=== Assigned task ===
Copy each line of the material below that includes the string "write".
#####
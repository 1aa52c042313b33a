//! Defined data streams and the classifier that assigns a stable id to
//! each distinct VDIF key, mirroring `mk6info.cc::datastream_mgmt_type`.
//!
//! Streams are kept in definition (insertion) order, exactly as
//! `defined_datastreams` is walked top to bottom looking for the first
//! criterion that matches; once a key has been classified, the id is
//! cached so repeat lookups skip the scan entirely.

use std::collections::HashMap;
use std::net::SocketAddrV4;
use std::sync::RwLock;

use crate::error::{DatastreamError, Result};
use crate::key::VdifKey;
use crate::matcher::MatchCriterion;
use crate::pattern::{expand_name, parse_criterion};

pub type DatastreamId = u32;

struct Datastream {
    name_pattern: String,
    criteria: Vec<MatchCriterion>,
}

/// The set of currently-defined data streams plus the name/id caches
/// built up as keys are classified against them.
pub struct DatastreamRegistry {
    defined: Vec<Datastream>,
    name2id: RwLock<HashMap<String, DatastreamId>>,
    id2name: RwLock<HashMap<DatastreamId, String>>,
    key2id: RwLock<HashMap<VdifKey, DatastreamId>>,
}

impl Default for DatastreamRegistry {
    fn default() -> Self {
        Self::new()
    }
}

impl DatastreamRegistry {
    pub fn new() -> Self {
        DatastreamRegistry {
            defined: Vec::new(),
            name2id: RwLock::new(HashMap::new()),
            id2name: RwLock::new(HashMap::new()),
            key2id: RwLock::new(HashMap::new()),
        }
    }

    /// Define a new data stream: `name_pattern` may contain `{station}`
    /// and `{thread}` placeholders, `criteria_text` is the list of
    /// criterion strings any of which selects this stream.
    pub fn define(&mut self, name_pattern: &str, criteria_text: &[String]) -> Result<()> {
        if self.defined.iter().any(|d| d.name_pattern == name_pattern) {
            return Err(DatastreamError::DuplicateName(name_pattern.to_string()));
        }
        let criteria = criteria_text
            .iter()
            .map(|text| {
                let parsed = parse_criterion(text)?;
                Ok(MatchCriterion {
                    origin_addr: parsed.host.unwrap_or(std::net::Ipv4Addr::UNSPECIFIED),
                    origin_port: parsed.port.unwrap_or(0),
                    match_ip: parsed.host.is_some(),
                    match_port: parsed.port.is_some(),
                    station: parsed.station,
                    threads: parsed.threads,
                })
            })
            .collect::<Result<Vec<_>>>()?;
        self.defined.push(Datastream { name_pattern: name_pattern.to_string(), criteria });
        Ok(())
    }

    pub fn remove(&mut self, name_pattern: &str) -> Result<()> {
        let idx = self
            .defined
            .iter()
            .position(|d| d.name_pattern == name_pattern)
            .ok_or_else(|| DatastreamError::Undefined(name_pattern.to_string()))?;
        self.defined.remove(idx);
        Ok(())
    }

    /// Drop the learned name/id/key caches without forgetting the
    /// defined streams themselves (`datastream_mgmt_type::reset`).
    pub fn reset(&self) {
        self.key2id.write().unwrap().clear();
        self.name2id.write().unwrap().clear();
        self.id2name.write().unwrap().clear();
    }

    pub fn clear(&mut self) {
        self.reset();
        self.defined.clear();
    }

    pub fn is_empty(&self) -> bool {
        self.defined.is_empty()
    }

    pub fn len(&self) -> usize {
        self.defined.len()
    }

    /// Look up (or assign and cache) the data stream id for a VDIF key,
    /// by station/thread id with no per-sender origin information.
    pub fn classify_vdif(&self, station_id: u16, thread_id: u16) -> Result<DatastreamId> {
        self.classify(VdifKey::numeric(station_id, thread_id, SocketAddrV4::new(std::net::Ipv4Addr::UNSPECIFIED, 0)))
    }

    pub fn classify(&self, key: VdifKey) -> Result<DatastreamId> {
        if let Some(&id) = self.key2id.read().unwrap().get(&key) {
            return Ok(id);
        }

        let stream = self
            .defined
            .iter()
            .find(|d| d.criteria.iter().any(|c| c.matches(&key)))
            .ok_or(DatastreamError::NoMatch { station_id: key.station_id, thread_id: key.thread_id })?;

        let name = expand_name(&stream.name_pattern, &key);
        let id = {
            let mut name2id = self.name2id.write().unwrap();
            if let Some(&id) = name2id.get(&name) {
                id
            } else {
                let id = name2id.len() as DatastreamId;
                name2id.insert(name.clone(), id);
                self.id2name.write().unwrap().insert(id, name);
                id
            }
        };
        self.key2id.write().unwrap().insert(key, id);
        Ok(id)
    }

    pub fn streamid2name(&self, id: DatastreamId) -> String {
        self.id2name.read().unwrap().get(&id).cloned().unwrap_or_default()
    }
}
#[cfg(test)]
mod tests {
    use super::*;

    fn encode_mark5b_frame(seconds_of_day: u32, fraction: [u8; 4], frame_number: u16) -> Vec<u8> {
        let mut frame = vec![0u8; 10000];
        frame[0..4].copy_from_slice(&MARK5B_SYNCWORD);
        // 3 TMJD digits + 9 time digits = 12 digits packed into 6 bytes at offset 4..10
        let tmjd_digits = vlbi_format::bcd::u64_to_digits(123, 3);
        let sod_digits = vlbi_format::bcd::u64_to_digits(seconds_of_day as u64, 5);
        let mut digits = [0u8; 12];
        digits[0..3].copy_from_slice(&tmjd_digits);
        digits[3..8].copy_from_slice(&sod_digits);
        digits[8..12].copy_from_slice(&fraction);
        for i in 0..6 {
            frame[4 + i] = vlbi_format::bcd::pack_byte(digits[2 * i], digits[2 * i + 1]);
        }
        frame[10] = (frame_number >> 8) as u8 & 0x7F;
        frame[11] = (frame_number & 0xFF) as u8;
        frame
    }

    #[test]
    fn finds_mark5b_with_unknown_bitrate_fallback() {
        let frame = encode_mark5b_frame(3600, [0, 0, 0, 0], 0);
        let result = find_data_format(&frame, 2027, 60123).unwrap();
        assert!(matches!(result.kind, FormatKind::Mark5B(_)));
    }

    fn simple_vdif_frame(thread_id: u16, frame_number: u32, seconds_from_epoch: u32) -> Vec<u8> {
        let header = VdifHeader {
            is_valid: true,
            is_legacy: true,
            seconds_from_epoch,
            ref_epoch: 0,
            frame_number,
            version: 0,
            nchan: 1,
            frame_length_bytes: 160,
            is_complex: false,
            bits_per_sample: 2,
            thread_id,
            station_id: 0,
            edv: [0; 4],
        };
        let mut bytes = vdif::encode_header(&header);
        bytes.resize(160, 0);
        bytes
    }

    #[test]
    fn finds_vdif_and_recognises_two_threads() {
        // §8 scenario 2 (shrunk): two interleaved threads, base thread
        // repeats on the third frame.
        let mut data = Vec::new();
        data.extend(simple_vdif_frame(0, 0, 1000));
        data.extend(simple_vdif_frame(1, 0, 1000));
        data.extend(simple_vdif_frame(0, 1, 1000));
        let result = find_data_format(&data, 2027, 60123).unwrap();
        assert!(result.is_vdif());
        assert_eq!(result.thread_count(), 2);
        assert_eq!(result.vdif_frame_size, Some(160));
        assert_eq!(result.vdif_data_size, Some(144));
    }

    #[test]
    fn vdif_with_single_thread_repeat_has_no_aggregation_surprises() {
        let mut data = Vec::new();
        data.extend(simple_vdif_frame(0, 0, 1000));
        data.extend(simple_vdif_frame(0, 1, 1000));
        let result = find_data_format(&data, 2027, 60123).unwrap();
        assert!(result.is_vdif());
        assert_eq!(result.thread_count(), 1);
        assert!(result.trackbitrate.is_unknown());
    }
}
#####
=== Answer space ===
        self.key2id.write().unwrap().clear();
        self.name2id.write().unwrap().clear();
        self.id2name.write().unwrap().clear();
            let mut name2id = self.name2id.write().unwrap();
                self.id2name.write().unwrap().insert(id, name);
        self.key2id.write().unwrap().insert(key, id);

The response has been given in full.